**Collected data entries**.

+ + + + +

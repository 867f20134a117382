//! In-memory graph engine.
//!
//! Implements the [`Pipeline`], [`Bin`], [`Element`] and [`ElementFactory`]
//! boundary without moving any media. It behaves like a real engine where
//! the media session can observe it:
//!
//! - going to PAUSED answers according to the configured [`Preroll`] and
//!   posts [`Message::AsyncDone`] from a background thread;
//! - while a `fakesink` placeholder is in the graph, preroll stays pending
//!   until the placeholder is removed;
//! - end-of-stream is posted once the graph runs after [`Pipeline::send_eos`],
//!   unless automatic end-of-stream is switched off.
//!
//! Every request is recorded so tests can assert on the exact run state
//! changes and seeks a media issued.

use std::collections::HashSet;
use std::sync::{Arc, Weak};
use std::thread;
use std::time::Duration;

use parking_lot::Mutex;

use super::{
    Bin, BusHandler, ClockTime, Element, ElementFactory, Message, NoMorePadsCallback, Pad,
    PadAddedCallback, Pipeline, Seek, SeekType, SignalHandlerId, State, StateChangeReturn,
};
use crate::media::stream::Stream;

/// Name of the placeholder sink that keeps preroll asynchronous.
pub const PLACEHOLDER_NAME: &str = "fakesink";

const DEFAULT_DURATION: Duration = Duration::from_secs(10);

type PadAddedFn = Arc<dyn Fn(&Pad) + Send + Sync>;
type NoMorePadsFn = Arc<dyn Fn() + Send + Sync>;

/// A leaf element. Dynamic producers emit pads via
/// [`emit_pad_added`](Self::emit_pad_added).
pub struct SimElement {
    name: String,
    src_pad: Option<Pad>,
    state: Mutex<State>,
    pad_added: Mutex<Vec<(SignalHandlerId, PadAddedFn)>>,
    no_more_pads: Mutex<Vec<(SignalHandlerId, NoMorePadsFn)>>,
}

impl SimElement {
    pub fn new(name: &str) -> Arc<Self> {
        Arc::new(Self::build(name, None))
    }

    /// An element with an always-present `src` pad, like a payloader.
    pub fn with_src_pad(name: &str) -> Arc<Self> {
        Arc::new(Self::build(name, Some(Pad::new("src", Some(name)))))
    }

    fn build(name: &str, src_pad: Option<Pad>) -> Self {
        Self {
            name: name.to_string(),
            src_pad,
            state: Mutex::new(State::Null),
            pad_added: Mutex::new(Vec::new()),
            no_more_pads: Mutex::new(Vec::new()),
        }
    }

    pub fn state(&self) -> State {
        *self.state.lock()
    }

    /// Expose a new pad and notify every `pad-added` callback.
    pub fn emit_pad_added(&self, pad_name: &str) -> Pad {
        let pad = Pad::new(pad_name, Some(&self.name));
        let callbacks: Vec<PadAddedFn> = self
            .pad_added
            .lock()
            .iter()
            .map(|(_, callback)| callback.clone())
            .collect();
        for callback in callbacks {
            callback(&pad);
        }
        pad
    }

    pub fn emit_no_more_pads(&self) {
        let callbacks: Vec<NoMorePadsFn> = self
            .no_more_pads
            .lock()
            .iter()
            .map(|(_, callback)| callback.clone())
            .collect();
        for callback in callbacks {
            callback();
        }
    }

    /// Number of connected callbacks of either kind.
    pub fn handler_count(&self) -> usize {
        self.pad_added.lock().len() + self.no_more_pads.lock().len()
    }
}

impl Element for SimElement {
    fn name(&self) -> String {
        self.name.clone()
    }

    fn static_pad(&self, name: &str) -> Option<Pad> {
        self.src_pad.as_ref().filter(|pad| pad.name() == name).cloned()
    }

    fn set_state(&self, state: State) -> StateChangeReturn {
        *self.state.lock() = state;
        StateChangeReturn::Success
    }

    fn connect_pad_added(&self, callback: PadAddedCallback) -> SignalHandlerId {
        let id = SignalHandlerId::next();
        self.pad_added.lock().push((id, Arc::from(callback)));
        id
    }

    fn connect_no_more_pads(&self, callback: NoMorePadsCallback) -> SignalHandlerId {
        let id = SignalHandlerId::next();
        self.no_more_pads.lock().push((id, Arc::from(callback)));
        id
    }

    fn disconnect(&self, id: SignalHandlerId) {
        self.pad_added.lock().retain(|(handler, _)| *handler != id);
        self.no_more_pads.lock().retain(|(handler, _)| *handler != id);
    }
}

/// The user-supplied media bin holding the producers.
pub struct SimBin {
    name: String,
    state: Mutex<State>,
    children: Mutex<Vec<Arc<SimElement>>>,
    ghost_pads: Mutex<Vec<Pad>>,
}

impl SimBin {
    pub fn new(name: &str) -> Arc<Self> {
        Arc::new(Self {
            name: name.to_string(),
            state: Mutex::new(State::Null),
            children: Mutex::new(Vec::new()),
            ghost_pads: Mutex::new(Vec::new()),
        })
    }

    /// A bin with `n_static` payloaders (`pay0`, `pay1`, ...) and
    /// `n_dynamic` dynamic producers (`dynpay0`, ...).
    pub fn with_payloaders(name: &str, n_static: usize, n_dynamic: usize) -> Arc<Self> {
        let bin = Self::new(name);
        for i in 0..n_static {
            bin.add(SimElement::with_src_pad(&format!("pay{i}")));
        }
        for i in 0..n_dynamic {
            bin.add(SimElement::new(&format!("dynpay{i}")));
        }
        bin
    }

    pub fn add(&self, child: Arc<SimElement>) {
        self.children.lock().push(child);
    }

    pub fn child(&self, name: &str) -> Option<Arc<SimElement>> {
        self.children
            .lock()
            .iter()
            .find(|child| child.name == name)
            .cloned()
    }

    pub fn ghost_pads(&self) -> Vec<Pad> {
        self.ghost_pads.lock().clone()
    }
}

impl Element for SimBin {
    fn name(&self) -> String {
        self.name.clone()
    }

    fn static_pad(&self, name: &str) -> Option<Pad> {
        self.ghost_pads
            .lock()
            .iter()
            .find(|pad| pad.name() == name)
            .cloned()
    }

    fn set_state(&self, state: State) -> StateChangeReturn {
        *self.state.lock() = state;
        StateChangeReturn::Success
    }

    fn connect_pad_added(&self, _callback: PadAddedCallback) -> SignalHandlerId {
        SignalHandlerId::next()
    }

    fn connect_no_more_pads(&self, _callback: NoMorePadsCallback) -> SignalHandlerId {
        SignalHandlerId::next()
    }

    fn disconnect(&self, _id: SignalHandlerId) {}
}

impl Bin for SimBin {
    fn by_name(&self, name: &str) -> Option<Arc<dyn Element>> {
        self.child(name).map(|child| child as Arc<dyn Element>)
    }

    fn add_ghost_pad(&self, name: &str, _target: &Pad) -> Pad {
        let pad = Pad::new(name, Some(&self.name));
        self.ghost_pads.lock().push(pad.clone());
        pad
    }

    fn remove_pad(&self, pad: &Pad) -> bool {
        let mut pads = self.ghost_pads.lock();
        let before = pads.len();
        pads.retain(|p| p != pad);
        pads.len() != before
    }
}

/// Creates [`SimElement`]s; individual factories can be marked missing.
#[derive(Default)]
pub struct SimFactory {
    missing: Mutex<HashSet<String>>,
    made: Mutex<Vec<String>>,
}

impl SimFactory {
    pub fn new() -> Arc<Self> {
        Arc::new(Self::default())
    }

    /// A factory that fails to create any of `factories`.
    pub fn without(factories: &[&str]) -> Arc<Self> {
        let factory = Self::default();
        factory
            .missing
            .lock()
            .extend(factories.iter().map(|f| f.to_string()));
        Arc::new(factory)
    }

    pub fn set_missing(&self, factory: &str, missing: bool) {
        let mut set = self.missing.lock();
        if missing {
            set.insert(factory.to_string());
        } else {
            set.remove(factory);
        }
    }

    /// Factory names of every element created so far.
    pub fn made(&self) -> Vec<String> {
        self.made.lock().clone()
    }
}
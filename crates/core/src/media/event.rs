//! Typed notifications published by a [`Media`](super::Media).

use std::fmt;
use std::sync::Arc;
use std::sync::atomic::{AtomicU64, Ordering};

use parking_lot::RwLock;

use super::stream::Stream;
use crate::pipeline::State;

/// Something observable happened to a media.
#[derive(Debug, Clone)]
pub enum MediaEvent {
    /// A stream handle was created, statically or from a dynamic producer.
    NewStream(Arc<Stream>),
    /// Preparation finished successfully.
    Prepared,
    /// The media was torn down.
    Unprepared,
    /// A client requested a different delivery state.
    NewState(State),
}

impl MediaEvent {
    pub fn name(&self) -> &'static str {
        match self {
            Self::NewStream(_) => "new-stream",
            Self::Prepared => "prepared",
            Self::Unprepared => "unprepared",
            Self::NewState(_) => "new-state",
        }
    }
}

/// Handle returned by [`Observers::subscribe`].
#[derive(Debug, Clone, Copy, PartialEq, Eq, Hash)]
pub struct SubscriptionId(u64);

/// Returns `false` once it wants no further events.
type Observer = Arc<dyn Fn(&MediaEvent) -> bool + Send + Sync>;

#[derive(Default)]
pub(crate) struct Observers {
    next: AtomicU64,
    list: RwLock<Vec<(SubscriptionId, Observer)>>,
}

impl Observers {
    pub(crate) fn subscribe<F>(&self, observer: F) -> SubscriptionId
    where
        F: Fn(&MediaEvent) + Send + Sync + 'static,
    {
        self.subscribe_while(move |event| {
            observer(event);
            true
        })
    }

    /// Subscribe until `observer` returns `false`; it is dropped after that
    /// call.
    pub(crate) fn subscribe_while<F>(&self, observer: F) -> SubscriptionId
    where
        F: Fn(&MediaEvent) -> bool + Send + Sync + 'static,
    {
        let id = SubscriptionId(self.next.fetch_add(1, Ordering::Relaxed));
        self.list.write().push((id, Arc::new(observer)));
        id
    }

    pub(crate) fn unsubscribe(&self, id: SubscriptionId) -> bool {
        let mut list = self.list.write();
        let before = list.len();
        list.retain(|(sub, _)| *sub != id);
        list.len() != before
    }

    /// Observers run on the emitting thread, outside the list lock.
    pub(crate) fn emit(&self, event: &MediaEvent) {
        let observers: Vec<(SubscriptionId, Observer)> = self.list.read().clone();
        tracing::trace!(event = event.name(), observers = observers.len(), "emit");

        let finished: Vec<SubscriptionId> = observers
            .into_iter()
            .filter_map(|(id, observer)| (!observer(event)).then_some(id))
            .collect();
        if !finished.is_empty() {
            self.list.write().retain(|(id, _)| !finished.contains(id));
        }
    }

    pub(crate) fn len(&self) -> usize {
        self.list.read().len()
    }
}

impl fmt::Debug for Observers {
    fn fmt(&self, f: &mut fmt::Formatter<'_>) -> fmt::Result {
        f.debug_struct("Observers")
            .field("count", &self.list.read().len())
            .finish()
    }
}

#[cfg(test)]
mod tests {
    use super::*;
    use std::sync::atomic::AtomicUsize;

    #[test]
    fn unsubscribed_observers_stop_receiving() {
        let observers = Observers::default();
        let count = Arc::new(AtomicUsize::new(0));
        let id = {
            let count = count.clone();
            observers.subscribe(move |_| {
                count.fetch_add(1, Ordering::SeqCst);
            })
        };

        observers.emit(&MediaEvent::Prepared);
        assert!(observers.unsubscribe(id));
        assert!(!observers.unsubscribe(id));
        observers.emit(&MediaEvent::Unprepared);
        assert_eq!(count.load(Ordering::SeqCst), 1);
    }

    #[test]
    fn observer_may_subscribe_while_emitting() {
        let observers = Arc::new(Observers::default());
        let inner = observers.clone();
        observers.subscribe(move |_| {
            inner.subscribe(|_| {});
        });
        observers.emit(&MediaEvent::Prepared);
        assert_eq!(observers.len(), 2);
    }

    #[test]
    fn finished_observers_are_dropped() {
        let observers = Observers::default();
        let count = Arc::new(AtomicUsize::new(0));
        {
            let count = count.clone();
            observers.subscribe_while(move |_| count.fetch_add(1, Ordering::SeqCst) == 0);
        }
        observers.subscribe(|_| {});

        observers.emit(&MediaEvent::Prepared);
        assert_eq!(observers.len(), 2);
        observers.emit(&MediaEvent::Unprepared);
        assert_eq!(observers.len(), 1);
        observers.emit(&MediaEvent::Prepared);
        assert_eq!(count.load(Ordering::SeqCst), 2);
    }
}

+ + + + +

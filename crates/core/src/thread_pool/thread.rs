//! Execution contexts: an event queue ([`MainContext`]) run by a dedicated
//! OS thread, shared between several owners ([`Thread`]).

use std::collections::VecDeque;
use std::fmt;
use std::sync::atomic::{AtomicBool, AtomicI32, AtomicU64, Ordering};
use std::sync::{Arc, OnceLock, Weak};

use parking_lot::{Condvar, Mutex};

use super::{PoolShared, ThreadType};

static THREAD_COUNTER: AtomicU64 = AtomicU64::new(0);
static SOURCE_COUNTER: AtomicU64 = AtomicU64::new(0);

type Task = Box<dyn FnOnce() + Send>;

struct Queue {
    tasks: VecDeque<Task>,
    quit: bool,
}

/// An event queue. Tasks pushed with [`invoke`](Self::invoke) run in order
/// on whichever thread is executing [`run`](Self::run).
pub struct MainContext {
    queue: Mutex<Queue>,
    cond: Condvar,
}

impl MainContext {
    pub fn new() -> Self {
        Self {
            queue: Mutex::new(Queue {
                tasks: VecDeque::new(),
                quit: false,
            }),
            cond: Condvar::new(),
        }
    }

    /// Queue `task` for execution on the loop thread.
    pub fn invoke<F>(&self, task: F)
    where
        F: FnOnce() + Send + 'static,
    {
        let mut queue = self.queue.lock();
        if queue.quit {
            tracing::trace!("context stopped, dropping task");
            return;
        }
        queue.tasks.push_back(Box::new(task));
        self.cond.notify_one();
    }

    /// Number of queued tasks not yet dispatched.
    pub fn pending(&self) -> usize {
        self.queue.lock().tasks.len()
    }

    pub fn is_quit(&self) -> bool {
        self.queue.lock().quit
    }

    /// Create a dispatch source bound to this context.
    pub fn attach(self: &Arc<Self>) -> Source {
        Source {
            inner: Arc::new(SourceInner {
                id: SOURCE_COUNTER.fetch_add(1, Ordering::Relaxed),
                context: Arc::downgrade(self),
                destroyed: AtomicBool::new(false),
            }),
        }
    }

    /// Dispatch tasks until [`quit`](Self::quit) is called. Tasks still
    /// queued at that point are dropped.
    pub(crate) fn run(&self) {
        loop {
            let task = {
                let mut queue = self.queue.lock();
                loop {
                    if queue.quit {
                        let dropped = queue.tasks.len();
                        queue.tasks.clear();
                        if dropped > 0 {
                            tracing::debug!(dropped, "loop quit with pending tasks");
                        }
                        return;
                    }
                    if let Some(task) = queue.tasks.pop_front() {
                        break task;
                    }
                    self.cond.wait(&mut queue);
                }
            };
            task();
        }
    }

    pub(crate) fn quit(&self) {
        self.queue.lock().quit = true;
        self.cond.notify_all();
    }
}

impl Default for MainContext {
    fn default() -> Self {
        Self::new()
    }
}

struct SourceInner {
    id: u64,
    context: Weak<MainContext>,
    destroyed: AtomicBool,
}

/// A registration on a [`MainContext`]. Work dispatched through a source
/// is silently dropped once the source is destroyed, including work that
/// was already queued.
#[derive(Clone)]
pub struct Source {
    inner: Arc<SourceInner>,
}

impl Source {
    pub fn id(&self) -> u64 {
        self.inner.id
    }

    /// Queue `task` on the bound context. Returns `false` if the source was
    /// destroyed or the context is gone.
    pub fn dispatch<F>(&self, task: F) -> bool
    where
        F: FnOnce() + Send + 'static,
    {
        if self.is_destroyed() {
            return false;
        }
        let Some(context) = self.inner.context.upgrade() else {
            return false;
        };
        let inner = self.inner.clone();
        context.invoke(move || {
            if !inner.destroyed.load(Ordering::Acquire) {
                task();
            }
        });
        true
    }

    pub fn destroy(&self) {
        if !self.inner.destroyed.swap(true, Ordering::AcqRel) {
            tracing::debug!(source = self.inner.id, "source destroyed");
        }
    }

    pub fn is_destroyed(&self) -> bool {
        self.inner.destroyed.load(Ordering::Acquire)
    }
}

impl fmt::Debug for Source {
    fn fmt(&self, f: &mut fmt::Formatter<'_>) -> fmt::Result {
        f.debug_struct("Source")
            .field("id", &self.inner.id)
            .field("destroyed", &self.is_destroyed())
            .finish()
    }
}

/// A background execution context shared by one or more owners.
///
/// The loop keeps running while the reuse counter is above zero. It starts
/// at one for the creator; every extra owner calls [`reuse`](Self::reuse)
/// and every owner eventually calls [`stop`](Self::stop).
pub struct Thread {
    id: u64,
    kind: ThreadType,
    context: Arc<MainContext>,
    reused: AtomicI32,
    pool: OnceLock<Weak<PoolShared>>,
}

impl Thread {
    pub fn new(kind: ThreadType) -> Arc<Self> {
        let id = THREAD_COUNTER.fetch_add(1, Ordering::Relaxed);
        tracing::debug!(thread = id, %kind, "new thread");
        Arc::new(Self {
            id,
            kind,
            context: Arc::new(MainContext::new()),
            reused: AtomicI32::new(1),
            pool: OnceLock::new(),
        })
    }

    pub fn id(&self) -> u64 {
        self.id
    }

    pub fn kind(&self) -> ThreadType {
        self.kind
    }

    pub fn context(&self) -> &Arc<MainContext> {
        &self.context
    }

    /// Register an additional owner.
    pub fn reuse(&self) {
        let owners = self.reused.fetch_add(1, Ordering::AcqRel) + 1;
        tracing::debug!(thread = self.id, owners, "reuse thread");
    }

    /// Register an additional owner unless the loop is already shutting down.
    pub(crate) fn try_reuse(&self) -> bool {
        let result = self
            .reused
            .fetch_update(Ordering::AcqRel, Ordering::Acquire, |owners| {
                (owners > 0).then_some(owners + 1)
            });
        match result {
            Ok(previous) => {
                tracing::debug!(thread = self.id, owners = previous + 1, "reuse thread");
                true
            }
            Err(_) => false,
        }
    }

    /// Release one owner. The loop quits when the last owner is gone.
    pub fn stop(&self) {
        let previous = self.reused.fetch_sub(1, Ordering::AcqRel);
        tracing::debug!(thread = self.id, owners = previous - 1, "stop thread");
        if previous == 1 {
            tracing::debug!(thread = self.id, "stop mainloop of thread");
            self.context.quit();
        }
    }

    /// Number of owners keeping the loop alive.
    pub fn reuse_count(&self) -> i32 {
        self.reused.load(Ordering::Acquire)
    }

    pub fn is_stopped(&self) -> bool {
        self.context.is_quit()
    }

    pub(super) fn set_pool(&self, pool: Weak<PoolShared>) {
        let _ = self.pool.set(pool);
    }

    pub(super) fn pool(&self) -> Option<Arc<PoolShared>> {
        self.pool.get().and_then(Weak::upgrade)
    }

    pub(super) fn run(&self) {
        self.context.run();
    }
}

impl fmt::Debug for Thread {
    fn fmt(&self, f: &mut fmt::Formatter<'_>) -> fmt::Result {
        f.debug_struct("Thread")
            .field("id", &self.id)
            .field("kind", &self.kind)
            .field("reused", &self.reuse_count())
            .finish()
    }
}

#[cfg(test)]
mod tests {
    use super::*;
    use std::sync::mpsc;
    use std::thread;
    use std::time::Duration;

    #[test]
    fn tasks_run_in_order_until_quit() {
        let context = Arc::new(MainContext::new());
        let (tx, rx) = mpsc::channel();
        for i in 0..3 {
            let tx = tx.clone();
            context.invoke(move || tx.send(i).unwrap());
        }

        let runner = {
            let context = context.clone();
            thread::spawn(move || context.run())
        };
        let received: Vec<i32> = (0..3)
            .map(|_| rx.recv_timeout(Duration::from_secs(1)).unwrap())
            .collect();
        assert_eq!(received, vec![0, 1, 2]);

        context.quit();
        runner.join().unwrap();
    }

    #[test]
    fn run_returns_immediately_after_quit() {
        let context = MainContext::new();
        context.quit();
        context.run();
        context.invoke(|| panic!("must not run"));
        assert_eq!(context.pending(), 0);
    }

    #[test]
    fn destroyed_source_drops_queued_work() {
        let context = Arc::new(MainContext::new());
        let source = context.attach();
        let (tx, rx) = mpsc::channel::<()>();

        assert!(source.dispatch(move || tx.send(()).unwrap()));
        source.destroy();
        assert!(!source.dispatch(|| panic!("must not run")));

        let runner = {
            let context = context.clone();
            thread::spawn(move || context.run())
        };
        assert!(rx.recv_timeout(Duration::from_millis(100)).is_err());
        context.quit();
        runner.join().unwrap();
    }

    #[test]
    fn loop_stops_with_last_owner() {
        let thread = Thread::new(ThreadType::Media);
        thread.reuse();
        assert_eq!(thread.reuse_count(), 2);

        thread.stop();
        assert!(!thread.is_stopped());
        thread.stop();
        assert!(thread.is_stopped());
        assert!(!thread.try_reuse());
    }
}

+ + + + +

**INSTRUCTIONS FOR THE TASK**. What you give back should be only the lines of the records above, starting at the line with "repository 867f20134a117382" and ending at the line with "keeps preroll asynchronous.", restated word for word.

**WRITTEN SOLUTION**.
repository 867f20134a117382
//! In-memory graph engine.
//!
//! Implements the [`Pipeline`], [`Bin`], [`Element`] and [`ElementFactory`]
//! boundary without moving any media. It behaves like a real engine where
//! the media session can observe it:
//!
//! - going to PAUSED answers according to the configured [`Preroll`] and
//!   posts [`Message::AsyncDone`] from a background thread;
//! - while a `fakesink` placeholder is in the graph, preroll stays pending
//!   until the placeholder is removed;
//! - end-of-stream is posted once the graph runs after [`Pipeline::send_eos`],
//!   unless automatic end-of-stream is switched off.
//!
//! Every request is recorded so tests can assert on the exact run state
//! changes and seeks a media issued.

use std::collections::HashSet;
use std::sync::{Arc, Weak};
use std::thread;
use std::time::Duration;

use parking_lot::Mutex;

use super::{
    Bin, BusHandler, ClockTime, Element, ElementFactory, Message, NoMorePadsCallback, Pad,
    PadAddedCallback, Pipeline, Seek, SeekType, SignalHandlerId, State, StateChangeReturn,
};
use crate::media::stream::Stream;

/// Name of the placeholder sink that keeps preroll asynchronous.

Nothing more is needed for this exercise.